## [WORK ORDER]
In the data below, one line contains "filename src/main.rs" and a later one contains "let directory: Arc<dyn". Print both, with every line between them, exactly and alone.

= Beginning of Section =

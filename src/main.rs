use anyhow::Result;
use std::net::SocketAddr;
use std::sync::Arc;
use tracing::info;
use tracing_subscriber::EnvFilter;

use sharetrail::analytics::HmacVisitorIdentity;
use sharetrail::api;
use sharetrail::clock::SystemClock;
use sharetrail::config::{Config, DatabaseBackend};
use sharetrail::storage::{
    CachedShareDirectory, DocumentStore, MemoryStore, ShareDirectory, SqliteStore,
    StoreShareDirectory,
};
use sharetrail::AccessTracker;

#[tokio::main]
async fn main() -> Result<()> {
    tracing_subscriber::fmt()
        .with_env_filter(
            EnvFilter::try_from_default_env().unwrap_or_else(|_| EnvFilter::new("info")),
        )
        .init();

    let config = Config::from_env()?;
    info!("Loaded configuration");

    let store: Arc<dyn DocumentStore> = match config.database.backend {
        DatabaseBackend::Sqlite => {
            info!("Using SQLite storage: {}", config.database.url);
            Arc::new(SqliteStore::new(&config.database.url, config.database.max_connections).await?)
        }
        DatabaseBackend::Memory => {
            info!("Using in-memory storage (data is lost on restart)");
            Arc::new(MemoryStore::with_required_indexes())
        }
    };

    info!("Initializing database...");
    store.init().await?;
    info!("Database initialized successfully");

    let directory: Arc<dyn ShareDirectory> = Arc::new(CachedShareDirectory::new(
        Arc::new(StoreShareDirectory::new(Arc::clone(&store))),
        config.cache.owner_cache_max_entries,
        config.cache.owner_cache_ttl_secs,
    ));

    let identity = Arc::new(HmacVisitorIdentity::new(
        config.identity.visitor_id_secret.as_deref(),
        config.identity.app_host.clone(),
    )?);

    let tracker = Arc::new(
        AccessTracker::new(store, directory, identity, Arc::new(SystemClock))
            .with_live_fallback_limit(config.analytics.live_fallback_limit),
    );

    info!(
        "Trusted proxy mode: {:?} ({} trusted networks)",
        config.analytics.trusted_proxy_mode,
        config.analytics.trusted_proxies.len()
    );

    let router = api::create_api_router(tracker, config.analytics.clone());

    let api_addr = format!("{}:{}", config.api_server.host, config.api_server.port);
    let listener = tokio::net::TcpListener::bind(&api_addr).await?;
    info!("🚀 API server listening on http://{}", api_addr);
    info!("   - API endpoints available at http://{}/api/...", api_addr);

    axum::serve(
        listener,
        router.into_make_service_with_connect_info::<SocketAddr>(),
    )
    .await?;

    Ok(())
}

= End of Section =
= Beginning of Section =

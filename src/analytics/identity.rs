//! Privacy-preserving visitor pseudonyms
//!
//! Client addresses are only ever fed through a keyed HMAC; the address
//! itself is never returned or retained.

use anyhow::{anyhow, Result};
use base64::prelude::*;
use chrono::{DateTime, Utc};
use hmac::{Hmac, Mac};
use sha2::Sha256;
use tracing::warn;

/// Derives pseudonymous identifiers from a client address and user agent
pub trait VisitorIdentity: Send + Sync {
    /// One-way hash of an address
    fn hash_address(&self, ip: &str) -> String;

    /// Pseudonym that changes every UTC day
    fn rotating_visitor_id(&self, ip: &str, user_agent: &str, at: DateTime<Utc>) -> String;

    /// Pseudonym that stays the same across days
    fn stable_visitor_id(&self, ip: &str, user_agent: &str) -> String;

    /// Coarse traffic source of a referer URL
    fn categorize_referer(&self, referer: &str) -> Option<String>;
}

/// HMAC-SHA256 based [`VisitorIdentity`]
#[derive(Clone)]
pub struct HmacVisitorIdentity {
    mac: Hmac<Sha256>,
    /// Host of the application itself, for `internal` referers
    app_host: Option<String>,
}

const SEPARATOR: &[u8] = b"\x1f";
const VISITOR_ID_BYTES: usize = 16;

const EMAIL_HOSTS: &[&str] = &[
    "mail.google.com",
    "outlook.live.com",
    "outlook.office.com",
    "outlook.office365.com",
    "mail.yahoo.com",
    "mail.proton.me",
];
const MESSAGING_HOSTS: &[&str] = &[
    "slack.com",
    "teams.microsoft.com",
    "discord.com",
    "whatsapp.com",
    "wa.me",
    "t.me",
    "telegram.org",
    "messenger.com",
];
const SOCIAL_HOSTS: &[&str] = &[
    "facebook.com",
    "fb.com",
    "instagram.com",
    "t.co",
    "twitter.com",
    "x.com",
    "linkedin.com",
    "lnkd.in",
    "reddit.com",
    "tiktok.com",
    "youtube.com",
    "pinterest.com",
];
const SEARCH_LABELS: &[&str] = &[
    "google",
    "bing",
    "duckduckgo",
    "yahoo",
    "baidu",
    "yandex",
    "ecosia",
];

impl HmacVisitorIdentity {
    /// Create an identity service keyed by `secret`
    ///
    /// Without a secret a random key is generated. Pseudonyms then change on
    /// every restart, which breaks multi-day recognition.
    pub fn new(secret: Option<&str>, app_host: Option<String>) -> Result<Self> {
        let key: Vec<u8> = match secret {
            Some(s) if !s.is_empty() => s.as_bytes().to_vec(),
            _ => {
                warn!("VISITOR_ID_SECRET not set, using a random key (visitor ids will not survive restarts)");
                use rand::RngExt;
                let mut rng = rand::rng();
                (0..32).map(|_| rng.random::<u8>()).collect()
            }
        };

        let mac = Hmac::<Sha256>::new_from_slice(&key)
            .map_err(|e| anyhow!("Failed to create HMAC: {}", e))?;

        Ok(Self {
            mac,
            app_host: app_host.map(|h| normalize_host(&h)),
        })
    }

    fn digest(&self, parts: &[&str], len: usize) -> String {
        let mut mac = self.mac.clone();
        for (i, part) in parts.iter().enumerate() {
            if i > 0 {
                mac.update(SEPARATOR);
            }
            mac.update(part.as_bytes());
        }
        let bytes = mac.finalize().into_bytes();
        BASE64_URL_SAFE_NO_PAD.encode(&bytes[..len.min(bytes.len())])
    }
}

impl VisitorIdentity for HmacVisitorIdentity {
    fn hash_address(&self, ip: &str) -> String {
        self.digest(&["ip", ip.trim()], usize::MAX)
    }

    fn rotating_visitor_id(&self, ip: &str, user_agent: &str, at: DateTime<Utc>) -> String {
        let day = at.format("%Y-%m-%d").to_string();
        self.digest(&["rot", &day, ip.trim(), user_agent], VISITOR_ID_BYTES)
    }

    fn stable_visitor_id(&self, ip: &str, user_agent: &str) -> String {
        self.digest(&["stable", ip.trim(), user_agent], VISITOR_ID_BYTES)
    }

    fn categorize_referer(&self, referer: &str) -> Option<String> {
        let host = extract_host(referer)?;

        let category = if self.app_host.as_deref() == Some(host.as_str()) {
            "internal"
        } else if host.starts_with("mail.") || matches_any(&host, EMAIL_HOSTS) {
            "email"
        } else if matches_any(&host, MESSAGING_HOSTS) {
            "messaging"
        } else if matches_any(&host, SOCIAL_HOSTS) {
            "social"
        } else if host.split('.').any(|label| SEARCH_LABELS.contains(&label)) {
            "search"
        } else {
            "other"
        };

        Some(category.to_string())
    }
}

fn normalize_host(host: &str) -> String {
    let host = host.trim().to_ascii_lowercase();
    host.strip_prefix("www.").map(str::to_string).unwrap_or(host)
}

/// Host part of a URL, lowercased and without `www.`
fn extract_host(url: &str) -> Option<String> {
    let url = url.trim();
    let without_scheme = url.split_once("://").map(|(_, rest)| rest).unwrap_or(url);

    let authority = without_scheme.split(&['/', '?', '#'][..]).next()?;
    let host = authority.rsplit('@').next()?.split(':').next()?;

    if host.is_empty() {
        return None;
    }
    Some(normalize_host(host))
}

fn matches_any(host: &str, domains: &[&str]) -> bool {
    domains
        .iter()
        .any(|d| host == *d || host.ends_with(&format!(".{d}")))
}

= End of Section =
= Beginning of Section =

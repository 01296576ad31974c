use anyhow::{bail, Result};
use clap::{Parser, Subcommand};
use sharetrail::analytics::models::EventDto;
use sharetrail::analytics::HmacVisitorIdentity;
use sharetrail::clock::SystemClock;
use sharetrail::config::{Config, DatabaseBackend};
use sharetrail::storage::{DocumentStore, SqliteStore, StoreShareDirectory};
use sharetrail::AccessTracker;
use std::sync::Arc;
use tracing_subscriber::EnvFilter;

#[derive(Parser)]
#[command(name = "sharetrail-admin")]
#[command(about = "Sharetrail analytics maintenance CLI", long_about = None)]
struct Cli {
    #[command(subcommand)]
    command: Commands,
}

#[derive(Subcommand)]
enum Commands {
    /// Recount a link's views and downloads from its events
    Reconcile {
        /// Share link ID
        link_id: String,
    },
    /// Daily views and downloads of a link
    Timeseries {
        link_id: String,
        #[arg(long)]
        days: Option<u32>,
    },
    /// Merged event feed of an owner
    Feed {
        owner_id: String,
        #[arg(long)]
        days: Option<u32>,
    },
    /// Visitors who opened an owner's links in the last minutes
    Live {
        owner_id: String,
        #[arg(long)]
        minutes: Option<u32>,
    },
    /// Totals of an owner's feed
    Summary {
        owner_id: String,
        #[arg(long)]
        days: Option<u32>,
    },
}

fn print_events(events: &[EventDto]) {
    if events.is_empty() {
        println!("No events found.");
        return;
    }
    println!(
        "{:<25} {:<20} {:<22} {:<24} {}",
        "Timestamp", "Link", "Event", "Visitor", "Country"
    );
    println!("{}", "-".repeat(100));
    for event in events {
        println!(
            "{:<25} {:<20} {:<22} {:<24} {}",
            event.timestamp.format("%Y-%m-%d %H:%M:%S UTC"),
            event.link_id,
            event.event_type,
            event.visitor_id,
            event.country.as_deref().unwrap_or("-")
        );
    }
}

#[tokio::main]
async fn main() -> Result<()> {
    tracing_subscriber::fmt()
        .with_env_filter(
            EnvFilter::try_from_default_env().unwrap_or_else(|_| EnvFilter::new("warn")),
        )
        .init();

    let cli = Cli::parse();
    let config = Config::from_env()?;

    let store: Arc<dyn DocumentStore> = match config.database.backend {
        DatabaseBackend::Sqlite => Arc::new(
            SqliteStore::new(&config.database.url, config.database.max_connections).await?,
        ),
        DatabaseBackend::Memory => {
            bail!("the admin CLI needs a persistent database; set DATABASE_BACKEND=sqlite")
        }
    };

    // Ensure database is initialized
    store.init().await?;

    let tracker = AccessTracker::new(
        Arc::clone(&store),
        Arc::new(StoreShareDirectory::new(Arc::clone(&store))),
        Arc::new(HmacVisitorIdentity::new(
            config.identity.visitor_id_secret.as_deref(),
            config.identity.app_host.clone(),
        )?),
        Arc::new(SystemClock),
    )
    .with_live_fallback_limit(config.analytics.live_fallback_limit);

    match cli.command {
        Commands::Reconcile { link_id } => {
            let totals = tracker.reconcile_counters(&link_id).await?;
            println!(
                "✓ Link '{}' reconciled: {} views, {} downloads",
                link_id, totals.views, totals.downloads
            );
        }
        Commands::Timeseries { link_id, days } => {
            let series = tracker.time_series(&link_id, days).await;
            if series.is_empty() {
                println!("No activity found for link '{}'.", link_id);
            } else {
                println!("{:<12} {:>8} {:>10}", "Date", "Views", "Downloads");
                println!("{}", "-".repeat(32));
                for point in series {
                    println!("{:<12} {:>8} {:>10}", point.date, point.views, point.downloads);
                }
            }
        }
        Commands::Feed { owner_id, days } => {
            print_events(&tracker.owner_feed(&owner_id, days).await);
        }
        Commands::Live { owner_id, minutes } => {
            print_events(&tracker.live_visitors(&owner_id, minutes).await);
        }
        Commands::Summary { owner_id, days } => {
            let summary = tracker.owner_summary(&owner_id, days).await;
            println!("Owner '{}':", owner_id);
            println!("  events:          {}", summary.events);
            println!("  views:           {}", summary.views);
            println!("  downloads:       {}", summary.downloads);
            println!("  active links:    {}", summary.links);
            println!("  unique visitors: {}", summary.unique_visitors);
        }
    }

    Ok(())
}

= End of Section =

## [EXERCISE RESULT]
filename src/main.rs
use anyhow::Result;
use std::net::SocketAddr;
use std::sync::Arc;
use tracing::info;
use tracing_subscriber::EnvFilter;

use sharetrail::analytics::HmacVisitorIdentity;
use sharetrail::api;
use sharetrail::clock::SystemClock;
use sharetrail::config::{Config, DatabaseBackend};
use sharetrail::storage::{
    CachedShareDirectory, DocumentStore, MemoryStore, ShareDirectory, SqliteStore,
    StoreShareDirectory,
};
use sharetrail::AccessTracker;

#[tokio::main]
async fn main() -> Result<()> {
    tracing_subscriber::fmt()
        .with_env_filter(
            EnvFilter::try_from_default_env().unwrap_or_else(|_| EnvFilter::new("info")),
        )
        .init();

    let config = Config::from_env()?;
    info!("Loaded configuration");

    let store: Arc<dyn DocumentStore> = match config.database.backend {
        DatabaseBackend::Sqlite => {
            info!("Using SQLite storage: {}", config.database.url);
            Arc::new(SqliteStore::new(&config.database.url, config.database.max_connections).await?)
        }
        DatabaseBackend::Memory => {
            info!("Using in-memory storage (data is lost on restart)");
            Arc::new(MemoryStore::with_required_indexes())
        }
    };

    info!("Initializing database...");
    store.init().await?;
    info!("Database initialized successfully");

    let directory: Arc<dyn ShareDirectory> = Arc::new(CachedShareDirectory::new(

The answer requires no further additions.